Saved entries
══════════
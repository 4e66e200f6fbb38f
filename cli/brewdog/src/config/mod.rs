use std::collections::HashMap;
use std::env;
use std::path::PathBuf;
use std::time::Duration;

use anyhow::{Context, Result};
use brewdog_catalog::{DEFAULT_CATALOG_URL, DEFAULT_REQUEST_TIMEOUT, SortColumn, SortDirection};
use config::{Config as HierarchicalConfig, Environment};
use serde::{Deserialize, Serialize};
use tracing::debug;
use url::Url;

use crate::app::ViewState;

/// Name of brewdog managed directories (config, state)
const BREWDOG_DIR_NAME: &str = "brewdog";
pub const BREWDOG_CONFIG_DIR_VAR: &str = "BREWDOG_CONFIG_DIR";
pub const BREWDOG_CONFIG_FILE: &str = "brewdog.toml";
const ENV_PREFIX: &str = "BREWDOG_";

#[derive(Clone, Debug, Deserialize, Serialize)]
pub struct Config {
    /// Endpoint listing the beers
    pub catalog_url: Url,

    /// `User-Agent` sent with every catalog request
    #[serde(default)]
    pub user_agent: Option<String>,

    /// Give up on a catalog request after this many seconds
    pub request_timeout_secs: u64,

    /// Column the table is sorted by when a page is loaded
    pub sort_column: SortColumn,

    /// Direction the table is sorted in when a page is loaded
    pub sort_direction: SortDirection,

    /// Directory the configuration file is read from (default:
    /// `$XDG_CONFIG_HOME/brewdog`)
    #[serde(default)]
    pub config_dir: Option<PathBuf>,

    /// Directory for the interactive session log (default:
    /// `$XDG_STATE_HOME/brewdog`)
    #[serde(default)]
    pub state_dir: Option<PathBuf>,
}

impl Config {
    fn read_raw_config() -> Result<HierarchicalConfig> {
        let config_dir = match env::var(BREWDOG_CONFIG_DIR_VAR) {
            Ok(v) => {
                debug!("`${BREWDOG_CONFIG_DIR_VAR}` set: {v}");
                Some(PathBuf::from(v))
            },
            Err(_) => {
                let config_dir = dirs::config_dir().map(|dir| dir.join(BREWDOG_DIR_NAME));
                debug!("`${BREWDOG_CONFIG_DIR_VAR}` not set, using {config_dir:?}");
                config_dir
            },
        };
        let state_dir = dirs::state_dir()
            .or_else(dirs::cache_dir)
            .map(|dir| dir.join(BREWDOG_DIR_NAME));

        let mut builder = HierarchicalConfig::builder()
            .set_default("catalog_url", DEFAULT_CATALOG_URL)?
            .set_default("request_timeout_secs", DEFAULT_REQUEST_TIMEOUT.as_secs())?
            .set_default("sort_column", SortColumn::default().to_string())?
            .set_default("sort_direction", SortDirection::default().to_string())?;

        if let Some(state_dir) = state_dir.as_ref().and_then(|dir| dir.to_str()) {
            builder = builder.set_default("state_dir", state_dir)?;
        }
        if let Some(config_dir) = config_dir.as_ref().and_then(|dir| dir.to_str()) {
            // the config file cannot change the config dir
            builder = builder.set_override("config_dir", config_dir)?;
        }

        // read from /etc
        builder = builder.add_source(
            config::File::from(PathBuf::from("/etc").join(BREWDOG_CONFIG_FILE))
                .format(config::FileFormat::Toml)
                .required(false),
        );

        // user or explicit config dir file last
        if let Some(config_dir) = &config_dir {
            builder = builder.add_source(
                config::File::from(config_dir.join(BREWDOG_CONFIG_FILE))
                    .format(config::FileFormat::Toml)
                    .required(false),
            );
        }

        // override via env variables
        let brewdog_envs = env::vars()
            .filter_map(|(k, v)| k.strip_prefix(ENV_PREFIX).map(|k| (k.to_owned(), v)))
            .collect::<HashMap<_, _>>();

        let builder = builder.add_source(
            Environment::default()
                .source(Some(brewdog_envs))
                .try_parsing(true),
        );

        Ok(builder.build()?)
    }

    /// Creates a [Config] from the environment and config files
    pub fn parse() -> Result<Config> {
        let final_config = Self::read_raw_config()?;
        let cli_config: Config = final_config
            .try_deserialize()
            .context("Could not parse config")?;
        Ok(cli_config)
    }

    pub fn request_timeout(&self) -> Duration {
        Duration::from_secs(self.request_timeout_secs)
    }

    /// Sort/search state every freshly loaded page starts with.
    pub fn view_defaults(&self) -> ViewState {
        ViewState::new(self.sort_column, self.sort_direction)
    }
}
══════════
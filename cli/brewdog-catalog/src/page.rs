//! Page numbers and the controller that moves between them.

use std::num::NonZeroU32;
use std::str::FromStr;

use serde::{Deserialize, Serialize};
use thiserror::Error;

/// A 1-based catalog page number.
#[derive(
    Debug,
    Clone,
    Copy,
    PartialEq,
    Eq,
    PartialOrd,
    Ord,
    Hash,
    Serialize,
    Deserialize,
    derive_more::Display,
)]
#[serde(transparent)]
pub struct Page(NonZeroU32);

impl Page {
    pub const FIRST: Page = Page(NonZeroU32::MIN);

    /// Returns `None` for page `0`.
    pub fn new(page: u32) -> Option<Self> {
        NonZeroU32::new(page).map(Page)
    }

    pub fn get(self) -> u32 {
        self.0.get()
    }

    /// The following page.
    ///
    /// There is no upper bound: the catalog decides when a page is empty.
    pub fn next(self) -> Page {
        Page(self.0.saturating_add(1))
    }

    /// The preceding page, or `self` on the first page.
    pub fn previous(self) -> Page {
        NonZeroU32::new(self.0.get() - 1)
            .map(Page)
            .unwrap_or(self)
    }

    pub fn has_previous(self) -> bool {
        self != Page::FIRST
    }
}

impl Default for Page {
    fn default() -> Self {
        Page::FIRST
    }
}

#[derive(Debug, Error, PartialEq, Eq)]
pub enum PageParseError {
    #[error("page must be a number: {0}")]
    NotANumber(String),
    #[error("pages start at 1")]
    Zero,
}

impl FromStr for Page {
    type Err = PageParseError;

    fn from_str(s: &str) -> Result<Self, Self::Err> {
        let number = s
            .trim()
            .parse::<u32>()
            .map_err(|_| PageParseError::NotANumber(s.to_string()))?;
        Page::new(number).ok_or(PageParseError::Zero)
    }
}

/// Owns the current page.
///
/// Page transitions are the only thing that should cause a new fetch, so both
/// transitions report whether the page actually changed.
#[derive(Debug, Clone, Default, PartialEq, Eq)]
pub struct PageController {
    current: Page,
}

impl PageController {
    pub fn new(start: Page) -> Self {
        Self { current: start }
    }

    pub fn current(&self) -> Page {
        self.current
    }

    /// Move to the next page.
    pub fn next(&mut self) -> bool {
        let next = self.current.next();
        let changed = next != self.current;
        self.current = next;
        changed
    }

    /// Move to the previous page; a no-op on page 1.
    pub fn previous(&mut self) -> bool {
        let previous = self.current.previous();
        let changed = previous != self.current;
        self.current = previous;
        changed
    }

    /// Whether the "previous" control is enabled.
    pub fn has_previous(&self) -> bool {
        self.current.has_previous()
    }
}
══════════
▸ **Your goal**
What you return should be exactly the lines above, starting at the one with "config::File::from(config_dir.join(BREWDOG_CONFIG_FILE))" and ending at the one with "k.strip_prefix(ENV_PREFIX).map(|k| (k.to_owned(), v)))", and nothing else.

▸ **Written response**
                config::File::from(config_dir.join(BREWDOG_CONFIG_FILE))
                    .format(config::FileFormat::Toml)
                    .required(false),
            );
        }

        // override via env variables
        let brewdog_envs = env::vars()
            .filter_map(|(k, v)| k.strip_prefix(ENV_PREFIX).map(|k| (k.to_owned(), v)))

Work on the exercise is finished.